The Licensing Act 1737 (10 Geo. 2. c. 28) or the Theatrical Licensing Act 1737, Stage Licensing Act 1737 or Plays Act 1736, was an act in the Kingdom of Great Britain, and a pivotal moment in British theatrical history. Its purpose was to control and censor what was being said about the British government through theatre. The act was repealed by the Theatres Act 1843 (6 & 7 Vict. c. 68), which was, in turn, replaced by the Theatres Act 1968. The Lord Chamberlain was the official censor and the office of Examiner of Plays was created under the act. The examiner assisted the Lord Chamberlain in the task of censoring all plays from 1737 to 1968. The examiner read all plays which were to be publicly performed, produced a synopsis and recommended them for license, consulting the Lord Chamberlain in cases of doubt.

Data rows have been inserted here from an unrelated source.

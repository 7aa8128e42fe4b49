use crate::config::{ConfigAction, FigBridgeConfig};
use crate::core::errors::ParseError;
use crate::core::traits::{ExportService as ExportServiceTrait, FormatConverter as _};
use crate::core::{ExportConfig, ExportFormat, PatternSupplementer, RawExtraction};
use crate::export::ExportService;
use crate::format::FormatConverter;
use crate::naming::{ConsistencyAuditor, NamingFormatter, SemanticAnalyzer, TargetTool};

use anyhow::{anyhow, Context, Result};
use clap::{Parser, Subcommand, ValueEnum};
use std::io::Read;
use std::path::PathBuf;
use tokio::fs;

#[derive(Parser)]
#[command(name = "figbridge")]
#[command(about = "Turn Figma extraction payloads into design system docs for AI coding tools")]
#[command(version)]
pub struct Cli {
    #[command(subcommand)]
    pub command: Commands,

    /// Enable verbose logging
    #[arg(short, long)]
    pub verbose: bool,
}

#[derive(Subcommand)]
pub enum Commands {
    /// Generate component documentation from an extraction payload
    Generate {
        /// Input file (default: stdin)
        #[arg(short, long)]
        input: Option<PathBuf>,

        /// Output format (default: from config)
        #[arg(short, long, value_enum)]
        format: Option<OutputFormat>,

        /// Output file (default: stdout)
        #[arg(short, long)]
        output: Option<PathBuf>,

        /// Skip the summary section
        #[arg(long)]
        no_summary: bool,

        /// Skip the TSX scaffold blocks
        #[arg(long)]
        no_scaffolds: bool,

        /// Maximum number of icons shown in the icon section
        #[arg(long)]
        max_icons: Option<usize>,
    },

    /// Format design tokens for a target AI tool
    Tokens {
        /// Target tool preset (default: from config)
        #[arg(short, long, value_enum)]
        tool: Option<ToolArg>,

        /// Input file (default: stdin)
        #[arg(short, long)]
        input: Option<PathBuf>,

        /// Output format
        #[arg(short, long, value_enum, default_value = "markdown")]
        format: OutputFormat,

        /// Output file (default: stdout)
        #[arg(short, long)]
        output: Option<PathBuf>,
    },

    /// Audit token naming consistency
    Audit {
        /// Input file (default: stdin)
        #[arg(short, long)]
        input: Option<PathBuf>,

        /// Output format
        #[arg(short, long, value_enum, default_value = "markdown")]
        format: OutputFormat,

        /// Output file (default: stdout)
        #[arg(short, long)]
        output: Option<PathBuf>,
    },

    /// Manage configuration
    Config {
        #[command(subcommand)]
        action: ConfigAction,
    },
}

#[derive(Copy, Clone, Debug, PartialEq, Eq, ValueEnum)]
pub enum OutputFormat {
    Markdown,
    Json,
}

impl OutputFormat {
    fn to_export_format(self) -> ExportFormat {
        match self {
            OutputFormat::Markdown => ExportFormat::Markdown,
            OutputFormat::Json => ExportFormat::Json,
        }
    }
}

/// Target tool presets exposed on the command line
#[derive(Copy, Clone, Debug, PartialEq, Eq, ValueEnum)]
pub enum ToolArg {
    Bolt,
    V0,
    Lovable,
    Cursor,
    Windsurf,
}

impl ToolArg {
    fn to_target_tool(self) -> TargetTool {
        match self {
            ToolArg::Bolt => TargetTool::Bolt,
            ToolArg::V0 => TargetTool::V0,
            ToolArg::Lovable => TargetTool::Lovable,
            ToolArg::Cursor => TargetTool::Cursor,
            ToolArg::Windsurf => TargetTool::Windsurf,
        }
    }
}

pub async fn run_cli() -> Result<()> {
    let cli = Cli::parse();

    // Initialize logging
    let log_level = if cli.verbose { "debug" } else { "info" };
    tracing_subscriber::fmt()
        .with_env_filter(format!("fig_bridge={}", log_level))
        .init();

    let config = FigBridgeConfig::discover().await?;

    match cli.command {
        Commands::Generate {
            input,
            format,
            output,
            no_summary,
            no_scaffolds,
            max_icons,
        } => {
            generate_docs(
                GenerateArgs {
                    input,
                    format,
                    output,
                    no_summary,
                    no_scaffolds,
                    max_icons,
                },
                &config,
            )
            .await?;
        }

        Commands::Tokens {
            tool,
            input,
            format,
            output,
        } => {
            format_tokens(
                TokensArgs {
                    tool,
                    input,
                    format,
                    output,
                },
                &config,
            )
            .await?;
        }

        Commands::Audit {
            input,
            format,
            output,
        } => {
            audit_tokens(
                AuditArgs {
                    input,
                    format,
                    output,
                },
            )
            .await?;
        }

        Commands::Config { action } => {
            manage_config(action, &config).await?;
        }
    }

    Ok(())
}

struct GenerateArgs {
    input: Option<PathBuf>,
    format: Option<OutputFormat>,
    output: Option<PathBuf>,
    no_summary: bool,
    no_scaffolds: bool,
    max_icons: Option<usize>,
}

struct TokensArgs {
    tool: Option<ToolArg>,
    input: Option<PathBuf>,
    format: OutputFormat,
    output: Option<PathBuf>,
}

struct AuditArgs {
    input: Option<PathBuf>,
    format: OutputFormat,
    output: Option<PathBuf>,
}

async fn generate_docs(args: GenerateArgs, config: &FigBridgeConfig) -> Result<()> {
    let converter = FormatConverter::new();
    let export_service = ExportService::new();

    let raw = read_extraction(&args.input).await?;
    let mut snapshot = converter.normalize(raw).await?;

    if config.classification.supplement_patterns {
        let supplementer =
            PatternSupplementer::with_threshold(config.classification.icon_heavy_threshold);
        snapshot.components = supplementer.supplement(snapshot.components);
    }

    let export_config = create_export_config(&args, config);

    let content = match export_config.format {
        ExportFormat::Markdown => export_service.export_to_markdown(&snapshot, &export_config)?,
        ExportFormat::Json => export_service.export_to_json(&snapshot, &export_config)?,
    };

    write_output(&args.output, &content, "Documentation").await
}

async fn format_tokens(args: TokensArgs, config: &FigBridgeConfig) -> Result<()> {
    let converter = FormatConverter::new();
    let export_service = ExportService::new();

    let raw = read_extraction(&args.input).await?;
    let snapshot = converter.normalize(raw).await?;

    let tool = match args.tool {
        Some(tool_arg) => tool_arg.to_target_tool(),
        None => config.naming.default_tool.parse::<TargetTool>()?,
    };

    let formatter = NamingFormatter::new(tool);
    let result = formatter.format_tokens(&snapshot.tokens);

    let content = match args.format {
        OutputFormat::Json => serde_json::to_string_pretty(&result)?,
        OutputFormat::Markdown => export_service.render_token_guide(&result),
    };

    write_output(&args.output, &content, "Token reference").await
}

async fn audit_tokens(args: AuditArgs) -> Result<()> {
    let converter = FormatConverter::new();
    let export_service = ExportService::new();

    let raw = read_extraction(&args.input).await?;
    let snapshot = converter.normalize(raw).await?;

    let auditor = ConsistencyAuditor::new();
    let report = auditor.audit(&snapshot.tokens);
    let analyzer = SemanticAnalyzer::new();
    let mappings = analyzer.analyze_token_semantics(&snapshot.tokens);

    let content = match args.format {
        OutputFormat::Json => serde_json::to_string_pretty(&serde_json::json!({
            "report": report,
            "suggestions": mappings,
        }))?,
        OutputFormat::Markdown => export_service.render_consistency_report(&report, &mappings),
    };

    write_output(&args.output, &content, "Audit report").await
}

async fn manage_config(action: ConfigAction, config: &FigBridgeConfig) -> Result<()> {
    match action {
        ConfigAction::Init => {
            let config_path = crate::config::project_config_path();
            FigBridgeConfig::default().save(&config_path).await?;
            println!("Configuration initialized at {}", config_path.display());
        }

        ConfigAction::Show => {
            let content = toml::to_string_pretty(config)
                .context("Failed to render the active configuration")?;
            print!("{}", content);
        }
    }

    Ok(())
}

fn create_export_config(args: &GenerateArgs, config: &FigBridgeConfig) -> ExportConfig {
    let mut export_config = config.export_config();

    if let Some(format) = args.format {
        export_config.format = format.to_export_format();
    }
    if args.no_summary {
        export_config.include_summary = false;
    }
    if args.no_scaffolds {
        export_config.include_scaffolds = false;
    }
    if let Some(max_icons) = args.max_icons {
        export_config.max_icons_shown = max_icons;
    }

    export_config
}

/// Read the host extraction payload from a file or piped stdin.
async fn read_extraction(input: &Option<PathBuf>) -> Result<RawExtraction> {
    let (source, payload) = match input {
        Some(path) => {
            let content = fs::read_to_string(path)
                .await
                .with_context(|| format!("Failed to read input file {}", path.display()))?;
            (path.display().to_string(), content)
        }
        None => {
            if atty::is(atty::Stream::Stdin) {
                return Err(anyhow!(
                    "No input file given and stdin is a terminal. Pipe an extraction payload or pass --input."
                ));
            }
            ("stdin".to_string(), read_stdin().await?)
        }
    };

    let data: serde_json::Value =
        serde_json::from_str(&payload).map_err(|e| ParseError::json(source.clone(), e))?;
    Ok(RawExtraction::new(source, data))
}

async fn read_stdin() -> Result<String> {
    let mut buffer = String::new();
    let mut stdin = std::io::stdin();
    stdin.read_to_string(&mut buffer)?;
    Ok(buffer)
}

async fn write_output(output: &Option<PathBuf>, content: &str, label: &str) -> Result<()> {
    if let Some(path) = output {
        fs::write(path, content)
            .await
            .with_context(|| format!("Failed to write output to {}", path.display()))?;
        eprintln!("{} written to {}", label, path.display());
    } else {
        println!("{}", content);
    }
    Ok(())
}
use crate::core::constants::defaults;
use crate::core::types::{ColorRole, DesignToken, SemanticMapping, TokenKind};
use once_cell::sync::Lazy;
use regex::Regex;

/// One first-match-wins semantic rule
#[derive(Debug)]
struct SemanticRule {
    pattern: Regex,
    label: &'static str,
    confidence: f32,
    rationale: &'static str,
}

fn build_rules(specs: &[(&'static str, &'static str, f32, &'static str)]) -> Vec<SemanticRule> {
    specs
        .iter()
        .filter_map(|(pattern, label, confidence, rationale)| {
            Regex::new(pattern).ok().map(|re| SemanticRule {
                pattern: re,
                label,
                confidence: *confidence,
                rationale,
            })
        })
        .collect()
}

// Rule order is precedence. Specific roles are tested before generic ones,
// so "primary-brand" resolves to primary rather than brand, and sized
// keywords before their substrings ("xl" before "large" catches "xlarge").
static COLOR_RULES: Lazy<Vec<SemanticRule>> = Lazy::new(|| {
    build_rules(&[
        ("primary|main", "primary", 0.9, "Primary brand color naming"),
        ("secondary|accent", "secondary", 0.85, "Secondary color naming"),
        (
            "error|danger|destructive",
            "error",
            0.9,
            "Error state color naming",
        ),
        (
            "success|positive|valid",
            "success",
            0.9,
            "Success state color naming",
        ),
        (
            "warning|caution|alert",
            "warning",
            0.9,
            "Warning state color naming",
        ),
        ("info", "info", 0.85, "Informational color naming"),
        (
            "background|bg|surface",
            "background",
            0.8,
            "Background surface naming",
        ),
        ("text|foreground|fg", "text", 0.8, "Text color naming"),
        ("border|outline|stroke", "border", 0.8, "Border color naming"),
        ("neutral|gray|grey", "neutral", 0.75, "Neutral scale naming"),
        ("brand", "brand", 0.7, "Generic brand color naming"),
    ])
});

static SPACING_RULES: Lazy<Vec<SemanticRule>> = Lazy::new(|| {
    build_rules(&[
        ("xs|extra-?small", "xs", 0.85, "Extra-small step naming"),
        ("xl|extra-?large", "xl", 0.85, "Extra-large step naming"),
        ("sm|small", "sm", 0.85, "Small step naming"),
        ("md|medium|base", "md", 0.85, "Medium step naming"),
        ("lg|large", "lg", 0.85, "Large step naming"),
        ("gap", "gap", 0.8, "Gap spacing naming"),
        ("margin", "margin", 0.8, "Margin spacing naming"),
        ("padding", "padding", 0.8, "Padding spacing naming"),
    ])
});

static TYPOGRAPHY_RULES: Lazy<Vec<SemanticRule>> = Lazy::new(|| {
    build_rules(&[
        ("display|hero", "display", 0.85, "Display scale naming"),
        ("heading|title|h[1-6]", "heading", 0.85, "Heading scale naming"),
        ("caption|footnote", "caption", 0.8, "Caption scale naming"),
        ("label|overline", "label", 0.8, "Label scale naming"),
        ("code|mono", "code", 0.8, "Code typeface naming"),
        ("body|paragraph|text", "body", 0.75, "Body copy naming"),
    ])
});

static SHADOW_RULES: Lazy<Vec<SemanticRule>> = Lazy::new(|| {
    build_rules(&[
        ("inner|inset", "inner", 0.8, "Inner shadow naming"),
        ("sm|small", "sm", 0.8, "Small elevation naming"),
        ("lg|large", "lg", 0.8, "Large elevation naming"),
        ("md|medium", "md", 0.8, "Medium elevation naming"),
        ("focus|ring", "focus", 0.75, "Focus ring naming"),
    ])
});

static BORDER_RULES: Lazy<Vec<SemanticRule>> = Lazy::new(|| {
    build_rules(&[
        ("thin|hairline", "thin", 0.8, "Thin border naming"),
        ("thick|heavy", "thick", 0.8, "Thick border naming"),
        ("radius|rounded", "radius", 0.75, "Corner radius naming"),
        ("dashed|dotted", "dashed", 0.7, "Dashed border naming"),
    ])
});

static OPACITY_RULES: Lazy<Vec<SemanticRule>> = Lazy::new(|| {
    build_rules(&[
        ("disabled|muted", "disabled", 0.8, "Disabled state naming"),
        ("hover", "hover", 0.8, "Hover state naming"),
        ("overlay|scrim", "overlay", 0.8, "Overlay layer naming"),
        ("subtle|faint", "subtle", 0.7, "Subtle emphasis naming"),
    ])
});

static INTENSITY_PATTERN: Lazy<Option<Regex>> =
    Lazy::new(|| Regex::new(r"(\d+|light|dark|bright|deep|pale|vivid)").ok());

/// Derives role-based semantic names for tokens from their original names
pub struct SemanticAnalyzer;

impl SemanticAnalyzer {
    pub fn new() -> Self {
        Self
    }

    fn rules_for(kind: TokenKind) -> &'static [SemanticRule] {
        match kind {
            TokenKind::Color => &COLOR_RULES,
            TokenKind::Spacing => &SPACING_RULES,
            TokenKind::Typography => &TYPOGRAPHY_RULES,
            TokenKind::Shadow => &SHADOW_RULES,
            TokenKind::Border => &BORDER_RULES,
            TokenKind::Opacity => &OPACITY_RULES,
        }
    }

    /// Pull an intensity qualifier out of a color token name
    fn extract_intensity(lower_name: &str) -> String {
        INTENSITY_PATTERN
            .as_ref()
            .and_then(|re| re.find(lower_name))
            .map(|m| m.as_str().to_string())
            .unwrap_or_else(|| "base".to_string())
    }

    /// Analyze one token's name against its kind's rule list.
    ///
    /// First matching rule wins; an unmatched name keeps itself as its
    /// semantic name at confidence 0.5. Color tokens carrying a non-neutral
    /// host role are overridden to `<role>-<intensity>`; the override raises
    /// confidence to at least 0.8, never lowers it.
    pub fn analyze_token(&self, token: &DesignToken) -> SemanticMapping {
        let lower = token.name.to_lowercase();

        let mut mapping = Self::rules_for(token.kind)
            .iter()
            .find(|rule| rule.pattern.is_match(&lower))
            .map(|rule| SemanticMapping {
                original_name: token.name.clone(),
                semantic_name: rule.label.to_string(),
                confidence: rule.confidence,
                reasoning: rule.rationale.to_string(),
            })
            .unwrap_or_else(|| SemanticMapping {
                original_name: token.name.clone(),
                semantic_name: token.name.clone(),
                confidence: 0.5,
                reasoning: defaults::SEMANTIC_REASONING.to_string(),
            });

        if token.kind == TokenKind::Color {
            if let Some(role) = token.semantic_role {
                if role != ColorRole::Neutral {
                    let intensity = Self::extract_intensity(&lower);
                    mapping.semantic_name = format!("{}-{}", role, intensity);
                    mapping.confidence = mapping.confidence.max(0.8);
                    mapping.reasoning = format!("Host-assigned semantic role '{}'", role);
                }
            }
        }

        mapping
    }

    /// Analyze a whole token set, one mapping per token in input order
    pub fn analyze_token_semantics(&self, tokens: &[DesignToken]) -> Vec<SemanticMapping> {
        tokens.iter().map(|token| self.analyze_token(token)).collect()
    }
}

impl Default for SemanticAnalyzer {
    fn default() -> Self {
        Self::new()
    }
}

The act also created a legal distinction between categories of "legitimate theatre" and "illegitimate theatre".

== Forerunner ==
The function of censorship of plays for performance (at least in London) fell to the Master of the Revels by the time of the reign of Queen Elizabeth I. The power was used mostly with respect to matters of politics and religion (including blasphemy). It was certainly exercised by Edmund Tylney, who was Master from 1579 to 1610. Tylney and his successor, George Buck, also exercised the power to censor plays for publication. The Master of the Revels, who normally reported to the Lord Chamberlain, continued to perform the function until, with the outbreak of the English Civil War in 1642, stage plays were prohibited. Stage plays did not return to England until the Restoration in 1660. During the creation of the Licensing of 1737, Robert Walpole was the standing Master of the Revels

== Purpose of the act ==
Laws regulating theatre in the early 18th century were not strictly enforced. People had free rein to say anything they wanted through theatre, including all their troubles with the government. Free speech in theatre was seen as a threat to the government, facilitating the spread of revolutionary ideas. The act enhanced government control and censorship.

Opposition newspapers used the act as a warning precedent. In March 1742, The Champion claimed that, had Walpole remained in office, “the Liberty of the Press … could not have been preserved,” alleging that a bill had been prepared to subject printing to a licenser on the model of the stage restraints introduced in 1737.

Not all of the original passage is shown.